▶ **Exercise aim**:
The goal is to restate all of the records below word for word.
*** Given records ***
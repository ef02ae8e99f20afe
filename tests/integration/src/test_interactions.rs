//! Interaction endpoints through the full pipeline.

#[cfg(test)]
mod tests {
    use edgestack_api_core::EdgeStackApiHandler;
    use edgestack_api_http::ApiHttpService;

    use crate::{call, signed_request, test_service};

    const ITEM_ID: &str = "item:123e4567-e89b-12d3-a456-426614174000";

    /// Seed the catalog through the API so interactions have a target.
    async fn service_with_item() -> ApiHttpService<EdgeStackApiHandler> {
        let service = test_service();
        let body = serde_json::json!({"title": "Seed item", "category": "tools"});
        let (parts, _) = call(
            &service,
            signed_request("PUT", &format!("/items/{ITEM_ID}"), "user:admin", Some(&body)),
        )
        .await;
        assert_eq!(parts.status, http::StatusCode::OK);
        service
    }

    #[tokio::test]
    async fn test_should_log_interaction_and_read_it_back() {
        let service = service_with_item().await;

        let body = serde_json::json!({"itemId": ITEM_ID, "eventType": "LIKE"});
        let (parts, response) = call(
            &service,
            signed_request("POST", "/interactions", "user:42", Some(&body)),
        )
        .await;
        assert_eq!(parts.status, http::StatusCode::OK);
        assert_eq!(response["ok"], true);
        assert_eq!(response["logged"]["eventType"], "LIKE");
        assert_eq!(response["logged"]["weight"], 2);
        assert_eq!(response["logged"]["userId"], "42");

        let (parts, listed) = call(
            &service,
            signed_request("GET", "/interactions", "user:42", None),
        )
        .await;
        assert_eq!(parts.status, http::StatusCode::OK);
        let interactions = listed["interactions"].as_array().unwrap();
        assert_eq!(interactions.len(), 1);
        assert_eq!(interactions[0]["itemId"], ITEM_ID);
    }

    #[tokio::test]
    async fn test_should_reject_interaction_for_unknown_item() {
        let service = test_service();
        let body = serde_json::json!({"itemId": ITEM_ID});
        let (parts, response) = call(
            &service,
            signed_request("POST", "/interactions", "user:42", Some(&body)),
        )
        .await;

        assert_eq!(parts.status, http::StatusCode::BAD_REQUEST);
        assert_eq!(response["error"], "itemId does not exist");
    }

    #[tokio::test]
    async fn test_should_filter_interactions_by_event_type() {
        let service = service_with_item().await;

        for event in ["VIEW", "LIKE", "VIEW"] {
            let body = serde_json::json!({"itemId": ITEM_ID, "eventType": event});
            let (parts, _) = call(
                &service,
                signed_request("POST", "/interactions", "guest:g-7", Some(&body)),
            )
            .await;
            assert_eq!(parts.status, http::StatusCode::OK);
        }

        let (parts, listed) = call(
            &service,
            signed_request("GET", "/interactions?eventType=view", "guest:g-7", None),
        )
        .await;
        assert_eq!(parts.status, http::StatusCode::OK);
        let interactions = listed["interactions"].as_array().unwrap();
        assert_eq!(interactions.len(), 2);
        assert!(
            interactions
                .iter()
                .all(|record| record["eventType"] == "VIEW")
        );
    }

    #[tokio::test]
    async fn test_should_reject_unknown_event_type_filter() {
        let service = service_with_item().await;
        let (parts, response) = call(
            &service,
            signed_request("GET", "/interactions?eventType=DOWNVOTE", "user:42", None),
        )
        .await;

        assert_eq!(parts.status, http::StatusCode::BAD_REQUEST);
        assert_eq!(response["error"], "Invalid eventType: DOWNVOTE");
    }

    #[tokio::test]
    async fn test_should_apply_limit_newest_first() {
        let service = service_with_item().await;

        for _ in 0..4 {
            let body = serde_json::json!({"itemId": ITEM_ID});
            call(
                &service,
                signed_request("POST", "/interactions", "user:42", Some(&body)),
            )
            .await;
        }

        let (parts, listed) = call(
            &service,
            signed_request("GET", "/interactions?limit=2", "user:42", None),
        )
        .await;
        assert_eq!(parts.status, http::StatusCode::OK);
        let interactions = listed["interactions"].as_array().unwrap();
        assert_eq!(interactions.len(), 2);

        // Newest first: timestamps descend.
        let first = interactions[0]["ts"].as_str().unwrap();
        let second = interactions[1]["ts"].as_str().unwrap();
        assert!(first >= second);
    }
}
*** End of Given records ***
▶ **The answer**:
repository ef02ae8e99f20afe
filename tests/integration/src/test_interactions.rs
//! Interaction endpoints through the full pipeline.

#[cfg(test)]
mod tests {
    use edgestack_api_core::EdgeStackApiHandler;
    use edgestack_api_http::ApiHttpService;

    use crate::{call, signed_request, test_service};

    const ITEM_ID: &str = "item:123e4567-e89b-12d3-a456-426614174000";

    /// Seed the catalog through the API so interactions have a target.
    async fn service_with_item() -> ApiHttpService<EdgeStackApiHandler> {
        let service = test_service();
        let body = serde_json::json!({"title": "Seed item", "category": "tools"});
        let (parts, _) = call(
            &service,
            signed_request("PUT", &format!("/items/{ITEM_ID}"), "user:admin", Some(&body)),
        )
        .await;
        assert_eq!(parts.status, http::StatusCode::OK);
        service
    }

    #[tokio::test]
    async fn test_should_log_interaction_and_read_it_back() {
        let service = service_with_item().await;

        let body = serde_json::json!({"itemId": ITEM_ID, "eventType": "LIKE"});
        let (parts, response) = call(
            &service,
            signed_request("POST", "/interactions", "user:42", Some(&body)),
        )
        .await;
        assert_eq!(parts.status, http::StatusCode::OK);
        assert_eq!(response["ok"], true);
        assert_eq!(response["logged"]["eventType"], "LIKE");
        assert_eq!(response["logged"]["weight"], 2);
        assert_eq!(response["logged"]["userId"], "42");

        let (parts, listed) = call(
            &service,
            signed_request("GET", "/interactions", "user:42", None),
        )
        .await;
        assert_eq!(parts.status, http::StatusCode::OK);
        let interactions = listed["interactions"].as_array().unwrap();
        assert_eq!(interactions.len(), 1);
        assert_eq!(interactions[0]["itemId"], ITEM_ID);
    }

    #[tokio::test]
    async fn test_should_reject_interaction_for_unknown_item() {
        let service = test_service();
        let body = serde_json::json!({"itemId": ITEM_ID});
        let (parts, response) = call(
            &service,
            signed_request("POST", "/interactions", "user:42", Some(&body)),
        )
        .await;

        assert_eq!(parts.status, http::StatusCode::BAD_REQUEST);
        assert_eq!(response["error"], "itemId does not exist");
    }

    #[tokio::test]
    async fn test_should_filter_interactions_by_event_type() {
        let service = service_with_item().await;

        for event in ["VIEW", "LIKE", "VIEW"] {
            let body = serde_json::json!({"itemId": ITEM_ID, "eventType": event});
            let (parts, _) = call(
                &service,
                signed_request("POST", "/interactions", "guest:g-7", Some(&body)),
            )
            .await;
            assert_eq!(parts.status, http::StatusCode::OK);
        }

        let (parts, listed) = call(
            &service,
            signed_request("GET", "/interactions?eventType=view", "guest:g-7", None),
        )
        .await;
        assert_eq!(parts.status, http::StatusCode::OK);
        let interactions = listed["interactions"].as_array().unwrap();
        assert_eq!(interactions.len(), 2);
        assert!(
            interactions
                .iter()
                .all(|record| record["eventType"] == "VIEW")
        );
    }

    #[tokio::test]
    async fn test_should_reject_unknown_event_type_filter() {
        let service = service_with_item().await;
        let (parts, response) = call(
            &service,
            signed_request("GET", "/interactions?eventType=DOWNVOTE", "user:42", None),
        )
        .await;

        assert_eq!(parts.status, http::StatusCode::BAD_REQUEST);
        assert_eq!(response["error"], "Invalid eventType: DOWNVOTE");
    }

    #[tokio::test]
    async fn test_should_apply_limit_newest_first() {
        let service = service_with_item().await;

        for _ in 0..4 {
            let body = serde_json::json!({"itemId": ITEM_ID});
            call(
                &service,
                signed_request("POST", "/interactions", "user:42", Some(&body)),
            )
            .await;
        }

        let (parts, listed) = call(
            &service,
            signed_request("GET", "/interactions?limit=2", "user:42", None),
        )
        .await;
        assert_eq!(parts.status, http::StatusCode::OK);
        let interactions = listed["interactions"].as_array().unwrap();
        assert_eq!(interactions.len(), 2);

        // Newest first: timestamps descend.
        let first = interactions[0]["ts"].as_str().unwrap();
        let second = interactions[1]["ts"].as_str().unwrap();
        assert!(first >= second);
    }
}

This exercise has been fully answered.